Swiss Height (m) Max. wet bulb (°C) Aarau 385 22.4 Altdorf 459 23.0 Appenzell 780 21.0 Basel 270 23.8 Bellinzona 227 24.3 Bern 568 22.7 Biel 435 22.8 Chur 590 22.2 Delémont 431 23.4 Dietikon 385 23.1 Dübendorf 434 22.8 Emmen 427 23.0 Frauenfeld 411 23.2 Fribourg 588 22.6 Genève 379 22.1 Glarus 478 22.9 Hersiau 775 21.1 Jungfraujoch 3580 4.5 Köniz 582 22.5 Kriens 499 22.4 La Chaux-de-Fonds 994 20.1 Lancy 398 23.2 Lausanne 526 22.0 Liestal 322 24.1 Lugano 273 24.4 Luzern 436 22.6 Montreux 400 22.1 Neuchâtel 438 22.9 Sarnen 468 22.4 Schaffhausen 402 22.6 Schwyz 516 22.9 Sion 518 21.8 Solothurn 437 22.8 St.Gallen 670 21.7 Stans 457 23.1 Thun 562 22.4 Uster 464 22.8 Vernier 445 22.3 Winterthur 440 22.9 Yverdon-les-Bains 433 22.9 Zug 425 22.8 Zürich 413 22.5 Diverse Height (m) Max. wet bulb (°C)
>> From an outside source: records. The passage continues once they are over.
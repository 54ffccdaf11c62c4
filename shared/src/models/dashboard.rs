//! Admin dashboard payloads
//!
//! Field names are camelCase on the wire to match what the dashboard
//! frontend charts expect.

use rust_decimal::Decimal;
use serde::{Deserialize, Serialize};
use uuid::Uuid;
use validator::Validate;

use super::Book;
use crate::period::SeriesPeriod;
use crate::ranking::ProductSales;
use crate::validation::{
    parse_category, parse_month, parse_year, validate_income_series, validate_non_negative_amount,
    validate_top_products,
};

/// Filters applied to a dashboard request, echoed back as `selectedFilters`
#[derive(Debug, Clone, PartialEq, Eq, Serialize, Deserialize)]
#[serde(rename_all = "camelCase")]
pub struct DashboardFilter {
    pub month: Option<u32>,
    pub year: i32,
    pub category: Option<String>,
}

impl DashboardFilter {
    /// Build the filter from raw query values, falling back to defaults for
    /// anything missing or malformed.
    pub fn from_query(
        month: Option<&str>,
        year: Option<&str>,
        category: Option<&str>,
        current_year: i32,
    ) -> Self {
        Self {
            month: parse_month(month),
            year: parse_year(year, current_year),
            category: parse_category(category),
        }
    }

    pub fn period(&self) -> SeriesPeriod {
        SeriesPeriod::new(self.year, self.month)
    }
}

/// One entry of the income chart (a day or a month)
#[derive(Debug, Clone, PartialEq, Eq, Serialize, Deserialize)]
#[serde(rename_all = "camelCase")]
pub struct IncomeBucket {
    /// Day number or Thai month abbreviation
    pub month: String,
    pub online_income: Decimal,
    pub sale_income: Decimal,
    pub income: Decimal,
    pub year: i32,
}

impl IncomeBucket {
    pub fn new(label: impl Into<String>, year: i32, online_income: Decimal, sale_income: Decimal) -> Self {
        Self {
            month: label.into(),
            online_income,
            sale_income,
            income: online_income + sale_income,
            year,
        }
    }
}

/// A best-selling book with its catalog details
#[derive(Debug, Clone, PartialEq, Serialize, Deserialize)]
#[serde(rename_all = "camelCase")]
pub struct TopProduct {
    pub id: Uuid,
    pub name: String,
    pub image: Option<String>,
    pub category: String,
    pub price: Decimal,
    pub total_sold: i64,
    pub total_revenue: Decimal,
}

impl TopProduct {
    /// Attach catalog details to ranked sales. A book missing from the catalog
    /// keeps its sales figures with empty details.
    pub fn from_sales(sales: &ProductSales, book: Option<&Book>) -> Self {
        Self {
            id: sales.book_id,
            name: book.map(|b| b.name.clone()).unwrap_or_default(),
            image: book.and_then(|b| b.image.clone()),
            category: book.and_then(|b| b.category.clone()).unwrap_or_default(),
            price: book.map(|b| b.price).unwrap_or(Decimal::ZERO),
            total_sold: sales.quantity,
            total_revenue: sales.revenue,
        }
    }
}

/// Store-wide totals shown on the summary cards
#[derive(Debug, Clone, Copy, PartialEq, Eq, Default)]
pub struct DashboardTotals {
    pub total_order: i64,
    pub total_member: i64,
    pub total_income: Decimal,
    pub total_sale_count: i64,
    pub total_sale_income: Decimal,
}

/// Full dashboard response
#[derive(Debug, Clone, PartialEq, Serialize, Deserialize)]
#[serde(rename_all = "camelCase")]
pub struct DashboardSummary {
    pub total_order: i64,
    pub total_income: Decimal,
    pub total_sale_count: i64,
    pub total_sale_income: Decimal,
    pub total_all_income: Decimal,
    pub total_member: i64,
    pub monthly_income: Vec<IncomeBucket>,
    pub top_products: Vec<TopProduct>,
    pub categories: Vec<String>,
    pub selected_filters: DashboardFilter,
}

impl DashboardSummary {
    pub fn assemble(
        totals: DashboardTotals,
        monthly_income: Vec<IncomeBucket>,
        top_products: Vec<TopProduct>,
        categories: Vec<String>,
        selected_filters: DashboardFilter,
    ) -> Self {
        Self {
            total_order: totals.total_order,
            total_income: totals.total_income,
            total_sale_count: totals.total_sale_count,
            total_sale_income: totals.total_sale_income,
            total_all_income: totals.total_income + totals.total_sale_income,
            total_member: totals.total_member,
            monthly_income,
            top_products,
            categories,
            selected_filters,
        }
    }
}

/// Income between two dates, both channels
#[derive(Debug, Clone, PartialEq, Eq, Serialize, Deserialize)]
#[serde(rename_all = "camelCase")]
pub struct IncomeByDateRange {
    pub online_income: Decimal,
    pub sale_income: Decimal,
    pub total_income: Decimal,
    pub start_date: String,
    pub end_date: String,
}

impl IncomeByDateRange {
    pub fn new(online_income: Decimal, sale_income: Decimal, start_date: String, end_date: String) -> Self {
        Self {
            online_income,
            sale_income,
            total_income: online_income + sale_income,
            start_date,
            end_date,
        }
    }
}

/// Dashboard figures submitted for AI analysis.
///
/// Accepts the `DashboardSummary` shape; fields the analysis does not use are
/// ignored.
#[derive(Debug, Clone, Default, Deserialize, Validate)]
#[serde(rename_all = "camelCase")]
pub struct AnalyzeDashboardRequest {
    /// Missing or `null` is treated as zero
    #[serde(default)]
    #[validate(custom = "validate_non_negative_amount")]
    pub total_all_income: Option<Decimal>,

    #[serde(default)]
    #[validate(length(max = 100), custom = "validate_top_products")]
    pub top_products: Option<Vec<TopProductSummary>>,

    #[serde(default)]
    #[validate(length(max = 366), custom = "validate_income_series")]
    pub monthly_income: Option<Vec<IncomeBucketSummary>>,
}

#[derive(Debug, Clone, PartialEq, Serialize, Deserialize)]
#[serde(rename_all = "camelCase")]
pub struct TopProductSummary {
    pub name: String,
    pub total_sold: i64,
    pub total_revenue: Decimal,
}

#[derive(Debug, Clone, PartialEq, Serialize, Deserialize)]
#[serde(rename_all = "camelCase")]
pub struct IncomeBucketSummary {
    pub month: String,
    pub online_income: Decimal,
    pub sale_income: Decimal,
    pub income: Decimal,
}

/// Generated commentary returned by the analysis endpoint
#[derive(Debug, Clone, PartialEq, Eq, Serialize, Deserialize)]
pub struct DashboardAnalysis {
    pub analysis: String,
}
Ankara 872 22.8 Athinai 0 26.3 Beograd 200 25.8 Bratislava 144 24.5 Bruxelles 100 23.9 Bucuresti 79 25.9 Budapest 130 24.0 Dublin 0 19.1 Gibraltar 5 23.8 Helsinki 12 22.1 Kiev 108 23.3 Kobenhavn 19 22.2 Lisboa 0 24.4 Ljubljana 309 24.3 London 36 22.0 Luxembourg 380 22.1 Madrid 608 21.1 Minsk 214 23.2 Moskva 152 23.0 Nicosia 5 28.5 Oslo 154 20.8 Podgorica 198 27.5 Praha 256 23.0 Reykjavik 0 14.5 Riga 14 24.7 Sarajevo 841 21.5 Skopie 325 24.6 Sofia 573 23.1 Stockholm 15 22.5 Tallinn 40 22.8 Tirana 227 24.6 Vilnius 121 21.8 Warszawa 90 23.1 Zagreb 146 25.4

With the leading software from www.meteonorm.com for worldwide meteorological data, over 7000 locations you can identify and proceed with the software MDI.

Help to the Software DEH

Correct software use

All sheets you have to proceed in the order from left to right to get correct results. Input values are red in the printable area and outside black in yellow cells.

Sheet Basis

For the outside air, supply air and exhaust air sampling points you have to enter for the winter and for the summer. There are two calculation models, one for maximum and one for minimum energy requirement. Although the plant, for example in the summer does not start, even this reference point you have to enter. The summer hours you can delete in the leaf values.

Sheet Values

After read the hours in function of day and night in the yellow cells, adjustments you can made there. Example 1: The system runs only during the day. Delete all the data for the night and enter, for example, at 20 °C and 7 g/kg an hour value of 0.0001 in order to ensure a correct calculation. Example 2: The system runs only in the winter to 18 °C. Delete any hours above 18 °C during the day and at night. Example 3: You preheat the air in winter by geothermal collectors down to 0 °C. Enter the hours at lower temperatures additionally at 0 °C and erase less. Run the macro.

Sheet Energy

Define the mode concerning reduced air volumes and pressure drops and with respect to the air part in function of the outside temperature. Run the macro. As a result, you get the total energy expenditure for an air-handling unit without heat recovery system.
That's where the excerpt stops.